Amsterdam, The Netherlands
The capital of The Netherlands has longstanding associations with candy as a major cocoa and sugar importer – and home of the cocoa press. But if you’re looking for some particularly Dutch tastes, head for the Albert Cuyp Market for StroopWafels (OK, not officially candy – but still sweet) or Zout, a “salty” Licorice (OK, not officially sweet – but still candy). For sheer garishness and out-of-this-world candy craziness – and lots of psychedelic smiles – Amsterdam’s Candy Freaks is hard to beat. With its natural, organic, sugar-free, gelatin-free, dairy-free, vegetarian and vegan varieties you could almost claim it’s a health store. For the broader-minded there are “sex candies” – including candy bras, licorice boobs and even candy breast tassels. Who says sweets aren’t the way to your partner’s, um, heart?
We’re bringing out the big guns and heading for Brussels, Belgium. This place caters to your chocolate desires, with chocolate artisans creating your every whim – and a few more besides. Giant chocolate manta ray? Check! Chocolate recreations of the famous Manneken Pis? Check! Earl grey tea chocolates to go with your tea? Check! Leonidas, Neuhaus and Godiva are the big boys. However, if you’re after true bon bons, gourmands will point you in the direction of artisan praline producers. Pierre Marcolini and Royal Warrant-holder Mary are rated among the best chocolatiers in Belgium. Cheap they’re not – but at least you can satisfy yourself (and your loved one). Their Mangue milk chocolate cream, pralines and Pates d’Amandes do contain genuine fruit and nuts (albeit in slightly more pricey form than the famous Cadbury bar of the same name). Fancy something educational and tasty? Try the Museum of Cocoa and Chocolate or any of the city’s many other chocolate museums if you want the, ahem, skinny on how genuine pralines are made.

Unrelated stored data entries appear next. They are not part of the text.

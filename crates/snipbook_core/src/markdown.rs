//! Markdown to HTML preview rendering using pulldown-cmark.

use crate::text::escape_html;
use pulldown_cmark::{html, CowStr, Event, Options, Parser, Tag};

/// Opens a marked run in the input of [`markdown_to_marked_html`].
pub const MARK_START: char = '\u{E000}';
/// Closes a marked run in the input of [`markdown_to_marked_html`].
pub const MARK_END: char = '\u{E001}';

const PREVIEW_STYLE: &str = "code { background-color: #f0f0f0; padding: 1px 4px; border-radius: 3px; font-family: monospace; } \
pre { background-color: #f0f0f0; padding: 8px; } \
pre code { padding: 0; }";

fn document(body: &str) -> String {
    format!(
        "<!DOCTYPE html>\n<html>\n<head>\n<meta charset=\"utf-8\">\n<style>{}</style>\n</head>\n<body>\n{}</body>\n</html>\n",
        PREVIEW_STYLE, body
    )
}

fn parser(markdown: &str) -> Parser<'_> {
    let options = Options::ENABLE_TABLES
        | Options::ENABLE_STRIKETHROUGH
        | Options::ENABLE_TASKLISTS;
    Parser::new_ext(markdown, options)
}

/// Convert Markdown to a complete, minimal HTML document.
pub fn markdown_to_html(markdown: &str) -> String {
    document(&markdown_body_html(markdown))
}

/// Convert Markdown to an HTML fragment without the document shell.
pub fn markdown_body_html(markdown: &str) -> String {
    let mut body = String::with_capacity(markdown.len() * 3 / 2);
    html::push_html(&mut body, parser(markdown));
    body
}

/// Convert Markdown whose highlighted runs are delimited by [`MARK_START`] and
/// [`MARK_END`] into a document where each run is wrapped in `open`/`close`.
///
/// Marks are resolved after parsing, so runs inside code blocks and inline
/// code are wrapped too. Marks in link targets and raw HTML are dropped.
pub fn markdown_to_marked_html(markdown: &str, open: &str, close: &str) -> String {
    let mut body = String::with_capacity(markdown.len() * 3 / 2);
    let events = parser(markdown).map(|event| resolve_marks(event, open, close));
    html::push_html(&mut body, events);
    document(&body)
}

/// Remove mark characters from `text`.
pub fn strip_marks(text: &str) -> String {
    text.replace([MARK_START, MARK_END], "")
}

fn has_marks(text: &str) -> bool {
    text.contains([MARK_START, MARK_END])
}

fn strip_cow(text: CowStr<'_>) -> CowStr<'_> {
    if has_marks(&text) {
        strip_marks(&text).into()
    } else {
        text
    }
}

fn marked_text(text: &str, open: &str, close: &str) -> String {
    escape_html(text)
        .replace(MARK_START, open)
        .replace(MARK_END, close)
}

fn resolve_marks<'a>(event: Event<'a>, open: &str, close: &str) -> Event<'a> {
    match event {
        Event::Text(text) if has_marks(&text) => {
            Event::Html(marked_text(&text, open, close).into())
        }
        Event::Code(code) if has_marks(&code) => {
            Event::Html(format!("<code>{}</code>", marked_text(&code, open, close)).into())
        }
        Event::Html(raw) => Event::Html(strip_cow(raw)),
        Event::InlineHtml(raw) => Event::InlineHtml(strip_cow(raw)),
        Event::Start(Tag::Link {
            link_type,
            dest_url,
            title,
            id,
        }) => Event::Start(Tag::Link {
            link_type,
            dest_url: strip_cow(dest_url),
            title: strip_cow(title),
            id,
        }),
        Event::Start(Tag::Image {
            link_type,
            dest_url,
            title,
            id,
        }) => Event::Start(Tag::Image {
            link_type,
            dest_url: strip_cow(dest_url),
            title: strip_cow(title),
            id,
        }),
        other => other,
    }
}
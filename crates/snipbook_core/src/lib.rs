//! Core domain library for snipbook (filtering, placeholders, storage, session).

/// Autosave polling timer.
pub mod autosave;
/// Configuration loading and defaults.
pub mod config;
/// Shared constants used across snipbook crates.
pub mod constants;
/// Application error types.
pub mod error;
/// Recursive tree filtering with literal and regex queries.
pub mod filter;
/// Regex-rule syntax highlighting per snippet language.
pub mod highlight;
/// Persisted search keyword history.
pub mod history;
/// Snippet library tree rows.
pub mod library;
/// Markdown to HTML preview rendering.
pub mod markdown;
/// Snippet records and kinds.
pub mod models;
/// Placeholder extraction, reconciliation and substitution.
pub mod placeholder;
/// Editor pane state and dirty tracking.
pub mod session;
/// One-file-per-snippet JSON storage.
pub mod store;
/// Shared text normalization helpers.
pub mod text;
/// Local timestamp formatting.
pub mod time_util;
/// Shell-agnostic orchestration of store, library, filter and session.
pub mod workbench;

#[cfg(test)]
pub(crate) mod test_support;

pub use config::Config;
pub use constants::{DEFAULT_AUTO_SAVE_INTERVAL_MS, DEFAULT_HISTORY_LIMIT};
pub use error::AppError;
pub use filter::{FilterChange, Query, QueryMode, RowPath, TreeFilter, TreeRow};
pub use history::SearchHistory;
pub use library::Library;
pub use models::snippet::{SnippetKind, SnippetRecord};
pub use placeholder::{OutputMode, PlaceholderBindings, Rendered};
pub use session::{ChangeKind, EditorSession};
pub use store::{SnippetStore, StoredSnippet};
pub use workbench::Workbench;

While they may best their Belgian cousins for their fry and chocolate fixations, the French know a thing or two about candy and romance — as expected of the country that gave the world the terms “amour” and “gourmet.” Home to Nougat, Marrons Glaces (glazed chestnuts), Valrhona Chocolate and, more recently, the acquired taste that is chocolate olives, France has lots of sweet treasures. For an iconic sugar hit in romantic surroundings, we’re opting for French Macarons at Laduree, Paris. Largely responsible for re-inventing (or at least popularizing) the “macaron,” the famous patisserie features flavors like blackcurrant and violet, rose petal, soft caramel and sea salt – and licorice. All are so colorful, beautifully presented and wrapped it seems a pity to eat them, but don’t worry, after one taste you (or your loved one) will happily dive right in!

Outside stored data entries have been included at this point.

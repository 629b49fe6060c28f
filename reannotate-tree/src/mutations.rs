use crate::Substitution;

use color_eyre::eyre::{eyre, Report, Result, WrapErr};
use indexmap::IndexMap;
use serde::{Deserialize, Serialize};
use std::default::Default;

// ----------------------------------------------------------------------------
// Mutations
// ----------------------------------------------------------------------------

/// The `branch_attrs.mutations` of a tree node, mapping a gene name to its mutation strings.
///
/// Genes keep their insertion order. Replacing an existing gene keeps its position,
/// new genes are appended and removing a gene leaves the order of the others intact.
///
/// ## Examples
///
/// ```rust
/// use reannotate_tree::Mutations;
///
/// let mut mutations = Mutations::from_iter([("nuc", vec!["C241T"]), ("ORF1a", vec!["T265I"])]);
/// mutations.insert("PP1a", vec!["T265I".to_string()]);
/// mutations.remove("ORF1a");
/// assert_eq!(mutations.genes().collect::<Vec<_>>(), ["nuc", "PP1a"]);
/// ```
#[derive(Clone, Debug, Default, Deserialize, Eq, PartialEq, Serialize)]
#[serde(transparent)]
pub struct Mutations(IndexMap<String, Vec<String>>);

impl<K, V> FromIterator<(K, V)> for Mutations
where
    K: Into<String>,
    V: IntoIterator,
    V::Item: Into<String>,
{
    fn from_iter<I: IntoIterator<Item = (K, V)>>(iter: I) -> Self {
        Mutations(
            iter.into_iter()
                .map(|(gene, mutations)| (gene.into(), mutations.into_iter().map(Into::into).collect()))
                .collect(),
        )
    }
}

impl Mutations {
    pub fn new() -> Self {
        Mutations(IndexMap::new())
    }

    pub fn contains(&self, gene: &str) -> bool {
        self.0.contains_key(gene)
    }

    pub fn get(&self, gene: &str) -> Option<&[String]> {
        self.0.get(gene).map(Vec::as_slice)
    }

    /// Iterate through gene names in order.
    pub fn genes(&self) -> impl Iterator<Item = &str> {
        self.0.keys().map(String::as_str)
    }

    pub fn len(&self) -> usize {
        self.0.len()
    }

    pub fn is_empty(&self) -> bool {
        self.0.is_empty()
    }

    /// Set the mutations of a gene, returning the previous ones if it was present.
    pub fn insert<G: Into<String>>(&mut self, gene: G, mutations: Vec<String>) -> Option<Vec<String>> {
        self.0.insert(gene.into(), mutations)
    }

    /// Append to the mutations of a gene, creating an empty list first if it is absent.
    pub fn extend<G, I>(&mut self, gene: G, mutations: I)
    where
        G: Into<String>,
        I: IntoIterator<Item = String>,
    {
        self.0.entry(gene.into()).or_default().extend(mutations);
    }

    /// Remove a gene without perturbing the order of the remaining genes.
    pub fn remove(&mut self, gene: &str) -> Option<Vec<String>> {
        self.0.shift_remove(gene)
    }

    /// Returns the mutations of a gene parsed into [`Substitution`]s.
    ///
    /// An absent gene has no substitutions. A single malformed mutation string is an error.
    ///
    /// ## Examples
    ///
    /// ```rust
    /// use reannotate_tree::Mutations;
    ///
    /// let mutations = Mutations::from_iter([("S", vec!["D614G", "N501Y"]), ("E", vec!["oops"])]);
    /// assert_eq!(mutations.substitutions("S")?.len(), 2);
    /// assert!(mutations.substitutions("M")?.is_empty());
    /// assert!(mutations.substitutions("E").is_err());
    /// # Ok::<(), color_eyre::eyre::Report>(())
    /// ```
    pub fn substitutions(&self, gene: &str) -> Result<Vec<Substitution>, Report> {
        self.get(gene)
            .unwrap_or_default()
            .iter()
            .map(|m| m.parse::<Substitution>())
            .collect::<Result<Vec<_>, _>>()
            .wrap_err_with(|| eyre!("Failed to parse the mutations of gene: {gene}"))
    }
}
use clap::ValueEnum;
use serde::{Deserialize, Serialize};

// -----------------------------------------------------------------------------
// Verbosity
// -----------------------------------------------------------------------------

/// The output verbosity level, passed to [`env_logger`] through `RUST_LOG`.
#[derive(Clone, Copy, Debug, Default, Deserialize, Eq, PartialEq, Serialize, ValueEnum)]
pub enum Verbosity {
    Error,
    Warn,
    #[default]
    Info,
    Debug,
    Trace,
}

impl std::fmt::Display for Verbosity {
    fn fmt(&self, f: &mut std::fmt::Formatter) -> std::fmt::Result {
        let level = match self {
            Verbosity::Error => "error",
            Verbosity::Warn => "warn",
            Verbosity::Info => "info",
            Verbosity::Debug => "debug",
            Verbosity::Trace => "trace",
        };
        write!(f, "{level}")
    }
}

Famously neutral it may be, but Switzerland is in the battle for chocolate capital of the world. Producer of the first milk chocolate, it’s home to a host of popular candy brands including Nestle, Lindt, Ricola and Toblerone. If you’re planning a trip, climb aboard the sugar rush express, AKA the Swiss Chocolate Train. With a stop in Gruyeres (home of the famous cheese) your ultimate destination is Broc for the Maison Cailler chocolate factory. As an operating factory (yes!) the best bit is probably getting to see the chocolates coming off the line – that is until the samples at the end of the tour. You can walk it all off with a vigorous hike on one of the nearby trails.
Europe may have refined the production and artistry of chocolate, but Mexico is said to have played a crucial role in its evolution. Indeed the Mayans and Aztecs gave it near-religious significance. If you’re looking for the roots of chocolate, pay a visit to one of the food markets of Oaxaca City in the southeastern state of Oaxaca, where you can sample fragrant hot drinking chocolate, often spiced with cinnamon and almond and sometimes served with pan de yema (eggy bread). Alternatively, visit the chocolate producers of the famed street 20 de Noviembre where you can choose the ingredients (or even bring your own) for a customized chocolate hit.

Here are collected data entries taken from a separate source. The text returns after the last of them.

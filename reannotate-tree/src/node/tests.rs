use crate::{node, Mutations};

use color_eyre::eyre::{eyre, Report, Result};
use serde_json::{json, Map, Value};

fn example_tree() -> Value {
    json!({
        "name": "root",
        "branch_attrs": {"mutations": {"ORF1a": ["A10T"]}},
        "children": [
            {"name": "n1", "children": [{"name": "t1"}, {"name": "t2", "children": []}]},
            {"name": "t3", "branch_attrs": {"labels": {"clade": "20A"}}},
            {"name": "n2", "children": [{"name": "t4"}]}
        ]
    })
}

#[test]
fn preorder_visits_every_node() {
    let tree = example_tree();
    let observed: Vec<_> = node::preorder(&tree).filter_map(node::name).collect();
    let expected = ["root", "n1", "t1", "t2", "t3", "n2", "t4"];
    assert_eq!(expected.to_vec(), observed);
}

#[test]
fn visit_mut_matches_preorder() -> Result<(), Report> {
    let mut tree = example_tree();
    let expected: Vec<String> =
        node::preorder(&tree).filter_map(node::name).map(String::from).collect();

    let mut observed = Vec::new();
    let visited = node::visit_mut(&mut tree, |node| {
        observed.push(node::name(node).unwrap_or_default().to_string());
        Ok(())
    })?;

    assert_eq!(visited, 7);
    assert_eq!(expected, observed);
    Ok(())
}

#[test]
fn visit_mut_stops_on_error() {
    let mut tree = example_tree();
    let mut visited = 0;
    let result = node::visit_mut(&mut tree, |node| {
        visited += 1;
        match node::name(node) {
            Some("t2") => Err(eyre!("bad node")),
            _ => Ok(()),
        }
    });
    assert!(result.is_err());
    assert_eq!(visited, 4);
}

#[test]
fn visit_mut_rejects_non_array_children() {
    let mut tree = json!({"name": "root", "children": {"name": "oops"}});
    assert!(node::visit_mut(&mut tree, |_| Ok(())).is_err());
}

#[test]
fn visit_mut_deep_tree() -> Result<(), Report> {
    // a ladder deep enough to overflow a recursive traversal
    let depth = 100_000;
    let mut tree = json!({"name": "leaf"});
    for _ in 0..depth {
        let mut parent = Map::new();
        parent.insert("children".to_string(), Value::Array(vec![tree]));
        tree = Value::Object(parent);
    }
    let visited = node::visit_mut(&mut tree, |_| Ok(()))?;
    assert_eq!(visited, depth + 1);

    // unwind the ladder iteratively, dropping it recursively would overflow
    let mut next = Some(tree);
    while let Some(mut node) = next.take() {
        next = node.get_mut("children").and_then(|c| c.as_array_mut()).and_then(Vec::pop);
    }
    Ok(())
}

#[test]
fn mutations_round_trip_in_place() -> Result<(), Report> {
    let mut tree = json!({
        "name": "root",
        "branch_attrs": {"mutations": {"nuc": ["C241T"], "ORF1a": ["A10T"]}, "labels": {}},
        "children": []
    });
    let mut mutations = node::get_mutations(&tree)?.unwrap_or_default();
    mutations.insert("ORF1ab", vec!["A10T".to_string()]);
    node::set_mutations(&mut tree, &mutations)?;

    // mutations stays ahead of labels
    let attrs: Vec<_> = tree["branch_attrs"].as_object().unwrap().keys().cloned().collect();
    assert_eq!(attrs, ["mutations", "labels"]);
    let genes: Vec<_> = tree["branch_attrs"]["mutations"].as_object().unwrap().keys().cloned().collect();
    assert_eq!(genes, ["nuc", "ORF1a", "ORF1ab"]);
    Ok(())
}

#[test]
fn set_mutations_creates_branch_attrs() -> Result<(), Report> {
    let mut tree = json!({"name": "leaf"});
    node::set_mutations(&mut tree, &Mutations::from_iter([("S", vec!["D614G"])]))?;
    assert_eq!(tree, json!({"name": "leaf", "branch_attrs": {"mutations": {"S": ["D614G"]}}}));
    Ok(())
}

#[test]
fn get_mutations_malformed() {
    let tree = json!({"branch_attrs": {"mutations": {"S": "D614G"}}});
    assert!(node::get_mutations(&tree).is_err());
}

Japan has a reputation for elevating inventions to the next level. The latest enhancement candidate? The humble Kit Kat. Tokyo’s Seibu Department store has opened a specialized outlet selling seasonal gourmet editions of the iconic four-fingered wafer. Its first three limited editions are “Sublime Bitter” made with high-end coverture chocolate, Special Cherry Blossom Green Tea and Special Chili with a pepper cream filling. Kit Kat already has a special Kyoto Kit Kat variety, the garishly green two-fingered Matcha Green Tea — a sweet hit with a bitter tea after taste. That should add some ceremony to the familiar Kit Kat break.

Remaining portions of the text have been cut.